Ama her şeyden habersiz olanlarla her şeyin aslında başka türlü de olabileceğini bilenler yine de bir arada yaşamaya devam ediyorlar. Üstelik kendini iyiden iyiye seçim atmosferine kaptırarak hırçınlaşmış siyasetin kıyıcı dilinden düşmeyen iftiralar, yalanlar ve karalamalara rağmen… Hayatın güncel siyasetten uzak alanlarında, siyaset erbabının bu iki kesim arasında kurguladığı gerilimi pek görmüyorsunuz. Oy tercihimizin farklı olduğunu bilen mahalle fırıncısının sıcak selamında o gerilimden eser yok, liderinin oy tercihi farklı diye kriminalize ettiği kesimden olmam bana muhabbetini hiç eksiltmiyor. Böyle bir yığın örnek verebilirim.

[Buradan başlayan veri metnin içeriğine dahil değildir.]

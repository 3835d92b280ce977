//! Result rows as ordered column name → [`Value`] maps.

use crate::error::OrmResult;
use crate::value::{Value, decode_column};
use serde::ser::{Serialize, SerializeMap, Serializer};
use tokio_postgres::Row;

/// One result row: column names in select-list order with their decoded values.
///
/// A repeated column name keeps its first position and the last value, like
/// an associative fetch.
#[derive(Debug, Clone, Default, PartialEq)]
pub struct ResultRow {
    columns: Vec<(String, Value)>,
}

impl ResultRow {
    pub fn new() -> Self {
        Self::default()
    }

    /// Decode every column of a `tokio_postgres` row.
    pub fn from_row(row: &Row) -> OrmResult<Self> {
        let mut out = ResultRow::new();
        for (idx, column) in row.columns().iter().enumerate() {
            out.insert(column.name(), decode_column(row, idx)?);
        }
        Ok(out)
    }

    pub fn insert(&mut self, column: impl Into<String>, value: impl Into<Value>) {
        let column = column.into();
        let value = value.into();
        match self.columns.iter_mut().find(|(c, _)| *c == column) {
            Some(entry) => entry.1 = value,
            None => self.columns.push((column, value)),
        }
    }

    pub fn get(&self, column: &str) -> Option<&Value> {
        self.columns
            .iter()
            .find(|(c, _)| c == column)
            .map(|(_, v)| v)
    }

    /// Value at a select-list position.
    pub fn get_index(&self, idx: usize) -> Option<&Value> {
        self.columns.get(idx).map(|(_, v)| v)
    }

    pub fn columns(&self) -> impl Iterator<Item = &str> {
        self.columns.iter().map(|(c, _)| c.as_str())
    }

    pub fn iter(&self) -> impl Iterator<Item = (&str, &Value)> {
        self.columns.iter().map(|(c, v)| (c.as_str(), v))
    }

    pub fn len(&self) -> usize {
        self.columns.len()
    }

    pub fn is_empty(&self) -> bool {
        self.columns.is_empty()
    }

    pub(crate) fn take(mut self, column: &str) -> Option<Value> {
        let idx = self.columns.iter().position(|(c, _)| c == column)?;
        Some(self.columns.swap_remove(idx).1)
    }
}

impl<K: Into<String>, V: Into<Value>> FromIterator<(K, V)> for ResultRow {
    fn from_iter<I: IntoIterator<Item = (K, V)>>(iter: I) -> Self {
        let mut row = ResultRow::new();
        for (k, v) in iter {
            row.insert(k, v);
        }
        row
    }
}

impl IntoIterator for ResultRow {
    type Item = (String, Value);
    type IntoIter = std::vec::IntoIter<(String, Value)>;

    fn into_iter(self) -> Self::IntoIter {
        self.columns.into_iter()
    }
}

impl Serialize for ResultRow {
    fn serialize<S: Serializer>(&self, serializer: S) -> Result<S::Ok, S::Error> {
        let mut map = serializer.serialize_map(Some(self.columns.len()))?;
        for (column, value) in &self.columns {
            map.serialize_entry(column, value)?;
        }
        map.end()
    }
}

#[cfg(test)]
mod tests {
    use super::*;

    #[test]
    fn keeps_select_list_order() {
        let row: ResultRow = [("login", Value::from("user1")), ("id", Value::from(3))]
            .into_iter()
            .collect();
        assert_eq!(row.columns().collect::<Vec<_>>(), vec!["login", "id"]);
        assert_eq!(row.get("id"), Some(&Value::Int(3)));
        assert_eq!(row.get_index(0), Some(&Value::from("user1")));
        assert_eq!(row.get("missing"), None);
    }

    #[test]
    fn repeated_column_keeps_last_value() {
        let mut row = ResultRow::new();
        row.insert("id", 1);
        row.insert("login", "a");
        row.insert("id", 2);
        assert_eq!(row.len(), 2);
        assert_eq!(row.get_index(0), Some(&Value::Int(2)));
    }

    #[test]
    fn serializes_as_json_object() {
        let row: ResultRow = [
            ("id", Value::Int(1)),
            ("active", Value::Bool(true)),
            ("note", Value::Null),
        ]
        .into_iter()
        .collect();
        assert_eq!(
            serde_json::to_string(&row).unwrap(),
            r#"{"id":1,"active":true,"note":null}"#
        );
    }

    #[test]
    fn take_moves_value_out() {
        let row: ResultRow = [("retval", Value::from("x"))].into_iter().collect();
        assert_eq!(row.take("retval"), Some(Value::from("x")));
    }
}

Gündelik hayat içerisinde hepimizin tesadüf ettiği böyle insanlar vardır. Ben de ettim. Açıkçası, aldatıcı bir gözlem olabilir belki ama, tesadüf edilen o kısacık anlarda hiç öyle böceğe, akrebe filan benzedikleri yoktu. Cem Karaca Kültür Merkezi’ni soran, tarif etmeye çalışırken karşılıklı tatlı tatlı şakalaşıp güldüğümüz AKP gençlik kolları üyesi kılıklı delikanlı… Hastanede iğneden korkan oğlumu usul usul sakinleştirmeye çalışan gümüş yüzüklü, çember sakallı amca… Tezgâhında unuttuğum damacana suyu peşimden koşturup getiren, bazı akşamlar kabuklu fıstık aldığım, ayaküstü sohbetlerimizden birinde de AKP’ye oyunu vereceğini söylemiş olan Ağrılı ve namuslu seyyar satıcı… Bu insanların hiçbiri kötü değil. Günlük siyasetin dışında ben bu insanlarla konuşurum, anlaşırım, dertleşirim… Karşılıklı olarak severiz birbirimizi. Karşılaştığımız o kısacık anlarda sevdik de zaten. Colossus ve Macbeth manzaraları ortasında Sait Faik’e öykündük herhalde… Onu taklit edesimiz tuttu demek ki!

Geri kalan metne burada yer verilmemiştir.